_Your task_
In the entries below, find the lines that include "Debug" and give their number as the whole reply.

_Entries supplied_
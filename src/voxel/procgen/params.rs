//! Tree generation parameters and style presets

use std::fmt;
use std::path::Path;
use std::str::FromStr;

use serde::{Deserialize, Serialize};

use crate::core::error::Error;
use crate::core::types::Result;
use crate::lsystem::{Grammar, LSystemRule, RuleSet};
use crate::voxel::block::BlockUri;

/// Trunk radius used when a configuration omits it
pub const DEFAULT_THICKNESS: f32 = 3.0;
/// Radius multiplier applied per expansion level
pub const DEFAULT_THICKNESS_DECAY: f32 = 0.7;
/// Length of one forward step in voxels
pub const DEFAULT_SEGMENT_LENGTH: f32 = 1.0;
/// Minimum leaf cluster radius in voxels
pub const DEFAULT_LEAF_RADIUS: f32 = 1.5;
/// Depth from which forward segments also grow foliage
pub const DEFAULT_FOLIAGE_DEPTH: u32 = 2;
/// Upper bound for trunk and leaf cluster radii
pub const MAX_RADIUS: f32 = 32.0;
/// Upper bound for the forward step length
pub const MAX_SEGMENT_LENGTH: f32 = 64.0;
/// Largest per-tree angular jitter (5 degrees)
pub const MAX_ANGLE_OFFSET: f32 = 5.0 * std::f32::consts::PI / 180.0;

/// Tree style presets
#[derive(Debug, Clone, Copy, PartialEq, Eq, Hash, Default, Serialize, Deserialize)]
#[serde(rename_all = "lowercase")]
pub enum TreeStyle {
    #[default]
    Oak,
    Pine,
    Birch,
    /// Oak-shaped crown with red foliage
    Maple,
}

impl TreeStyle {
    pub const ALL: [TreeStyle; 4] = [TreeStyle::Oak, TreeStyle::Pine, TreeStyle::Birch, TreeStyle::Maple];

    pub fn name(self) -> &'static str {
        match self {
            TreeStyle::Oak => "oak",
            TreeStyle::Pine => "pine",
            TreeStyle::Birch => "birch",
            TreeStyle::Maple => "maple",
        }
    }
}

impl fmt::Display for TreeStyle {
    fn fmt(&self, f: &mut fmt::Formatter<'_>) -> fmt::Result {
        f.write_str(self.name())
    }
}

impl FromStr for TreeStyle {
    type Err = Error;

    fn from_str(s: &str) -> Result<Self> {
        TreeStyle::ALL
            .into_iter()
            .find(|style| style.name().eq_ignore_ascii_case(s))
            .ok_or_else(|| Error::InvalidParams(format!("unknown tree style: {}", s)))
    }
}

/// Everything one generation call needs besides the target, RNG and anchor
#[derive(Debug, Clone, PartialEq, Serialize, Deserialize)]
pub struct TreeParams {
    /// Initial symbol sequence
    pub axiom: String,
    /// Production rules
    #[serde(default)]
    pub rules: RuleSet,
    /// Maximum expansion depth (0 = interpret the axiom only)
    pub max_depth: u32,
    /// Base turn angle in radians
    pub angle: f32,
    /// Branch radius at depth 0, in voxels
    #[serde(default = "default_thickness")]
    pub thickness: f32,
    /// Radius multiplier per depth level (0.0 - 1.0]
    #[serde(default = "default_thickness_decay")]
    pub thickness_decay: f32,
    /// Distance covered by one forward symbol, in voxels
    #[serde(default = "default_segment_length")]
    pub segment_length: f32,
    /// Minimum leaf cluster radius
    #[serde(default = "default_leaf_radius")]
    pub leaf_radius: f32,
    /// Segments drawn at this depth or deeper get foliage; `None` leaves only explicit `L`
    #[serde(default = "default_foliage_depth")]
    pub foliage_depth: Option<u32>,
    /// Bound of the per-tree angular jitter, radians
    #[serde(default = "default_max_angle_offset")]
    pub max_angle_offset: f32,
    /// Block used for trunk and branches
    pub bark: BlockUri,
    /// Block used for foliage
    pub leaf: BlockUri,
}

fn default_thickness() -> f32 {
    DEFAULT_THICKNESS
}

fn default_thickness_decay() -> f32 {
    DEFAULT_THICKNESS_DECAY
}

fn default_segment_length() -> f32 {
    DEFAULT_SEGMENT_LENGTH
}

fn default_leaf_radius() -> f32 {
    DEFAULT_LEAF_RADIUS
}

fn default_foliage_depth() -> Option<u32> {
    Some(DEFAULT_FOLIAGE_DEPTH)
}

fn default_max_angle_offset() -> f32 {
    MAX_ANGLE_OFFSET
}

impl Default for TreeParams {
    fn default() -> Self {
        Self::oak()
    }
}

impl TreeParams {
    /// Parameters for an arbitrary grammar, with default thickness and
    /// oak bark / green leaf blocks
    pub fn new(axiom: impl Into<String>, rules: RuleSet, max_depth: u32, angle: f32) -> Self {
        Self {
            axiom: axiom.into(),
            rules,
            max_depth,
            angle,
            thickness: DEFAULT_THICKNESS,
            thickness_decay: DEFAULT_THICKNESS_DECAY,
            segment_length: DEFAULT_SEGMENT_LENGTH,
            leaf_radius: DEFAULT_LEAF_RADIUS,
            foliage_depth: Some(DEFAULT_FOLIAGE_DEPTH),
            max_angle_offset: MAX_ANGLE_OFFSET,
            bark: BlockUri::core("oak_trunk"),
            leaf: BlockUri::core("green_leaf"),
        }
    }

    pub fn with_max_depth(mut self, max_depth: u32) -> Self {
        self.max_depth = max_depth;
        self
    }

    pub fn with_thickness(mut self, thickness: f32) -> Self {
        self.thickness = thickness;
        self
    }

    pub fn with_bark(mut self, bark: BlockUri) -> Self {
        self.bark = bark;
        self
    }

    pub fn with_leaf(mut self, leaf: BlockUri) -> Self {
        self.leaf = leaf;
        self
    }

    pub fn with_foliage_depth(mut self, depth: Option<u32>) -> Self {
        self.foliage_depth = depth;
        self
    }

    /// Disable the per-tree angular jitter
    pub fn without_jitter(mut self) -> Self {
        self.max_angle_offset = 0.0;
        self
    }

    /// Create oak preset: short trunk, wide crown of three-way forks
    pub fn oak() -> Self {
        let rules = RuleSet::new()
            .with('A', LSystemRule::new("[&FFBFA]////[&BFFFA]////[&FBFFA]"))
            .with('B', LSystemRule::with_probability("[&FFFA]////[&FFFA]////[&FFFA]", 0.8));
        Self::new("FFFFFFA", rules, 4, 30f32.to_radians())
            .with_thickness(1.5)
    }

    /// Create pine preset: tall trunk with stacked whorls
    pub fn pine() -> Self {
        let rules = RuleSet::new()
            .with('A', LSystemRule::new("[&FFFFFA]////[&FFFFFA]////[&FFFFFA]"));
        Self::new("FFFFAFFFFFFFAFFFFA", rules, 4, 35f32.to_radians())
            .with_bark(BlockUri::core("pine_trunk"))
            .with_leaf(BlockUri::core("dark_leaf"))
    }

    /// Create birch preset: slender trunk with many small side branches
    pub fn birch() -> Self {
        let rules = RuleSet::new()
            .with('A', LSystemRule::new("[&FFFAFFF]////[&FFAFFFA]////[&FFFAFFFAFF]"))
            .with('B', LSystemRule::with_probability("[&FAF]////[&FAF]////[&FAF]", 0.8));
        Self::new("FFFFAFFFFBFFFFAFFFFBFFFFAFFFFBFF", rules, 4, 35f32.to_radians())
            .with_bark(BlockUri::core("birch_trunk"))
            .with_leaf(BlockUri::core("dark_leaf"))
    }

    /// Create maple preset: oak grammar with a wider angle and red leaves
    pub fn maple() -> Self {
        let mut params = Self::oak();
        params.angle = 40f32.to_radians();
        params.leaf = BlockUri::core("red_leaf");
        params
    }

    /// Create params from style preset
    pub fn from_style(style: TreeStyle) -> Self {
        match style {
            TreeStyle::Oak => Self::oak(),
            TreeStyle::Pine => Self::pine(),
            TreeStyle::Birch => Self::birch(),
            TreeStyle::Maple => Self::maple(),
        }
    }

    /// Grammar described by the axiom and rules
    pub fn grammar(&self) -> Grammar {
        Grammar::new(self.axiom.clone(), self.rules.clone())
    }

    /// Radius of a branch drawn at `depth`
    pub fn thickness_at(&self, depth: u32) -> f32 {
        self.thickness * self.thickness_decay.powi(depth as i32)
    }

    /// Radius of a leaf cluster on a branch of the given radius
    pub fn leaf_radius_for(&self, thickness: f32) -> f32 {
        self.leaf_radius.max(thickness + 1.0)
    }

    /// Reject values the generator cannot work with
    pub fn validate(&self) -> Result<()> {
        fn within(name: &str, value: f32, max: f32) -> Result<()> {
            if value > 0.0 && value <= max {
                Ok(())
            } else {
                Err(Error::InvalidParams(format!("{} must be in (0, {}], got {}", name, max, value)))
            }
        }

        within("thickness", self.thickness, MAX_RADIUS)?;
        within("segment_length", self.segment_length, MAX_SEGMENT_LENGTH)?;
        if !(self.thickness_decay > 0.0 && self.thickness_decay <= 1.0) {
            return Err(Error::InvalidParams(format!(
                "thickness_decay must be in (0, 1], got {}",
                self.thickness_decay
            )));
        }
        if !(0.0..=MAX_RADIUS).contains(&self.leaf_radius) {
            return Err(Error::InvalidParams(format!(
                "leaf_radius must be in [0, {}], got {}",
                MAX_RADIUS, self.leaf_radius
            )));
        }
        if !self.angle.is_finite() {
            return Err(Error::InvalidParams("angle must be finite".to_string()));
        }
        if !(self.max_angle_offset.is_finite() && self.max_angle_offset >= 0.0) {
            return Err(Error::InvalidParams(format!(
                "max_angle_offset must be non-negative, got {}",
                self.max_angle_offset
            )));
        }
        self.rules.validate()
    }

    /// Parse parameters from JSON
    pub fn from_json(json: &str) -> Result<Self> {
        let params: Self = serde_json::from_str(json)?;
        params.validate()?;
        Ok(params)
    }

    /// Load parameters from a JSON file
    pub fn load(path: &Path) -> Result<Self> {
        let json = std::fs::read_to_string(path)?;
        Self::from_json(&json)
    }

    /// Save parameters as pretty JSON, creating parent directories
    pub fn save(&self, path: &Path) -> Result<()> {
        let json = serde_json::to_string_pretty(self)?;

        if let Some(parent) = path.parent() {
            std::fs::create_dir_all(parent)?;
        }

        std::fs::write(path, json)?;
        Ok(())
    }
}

_Expected answer_
2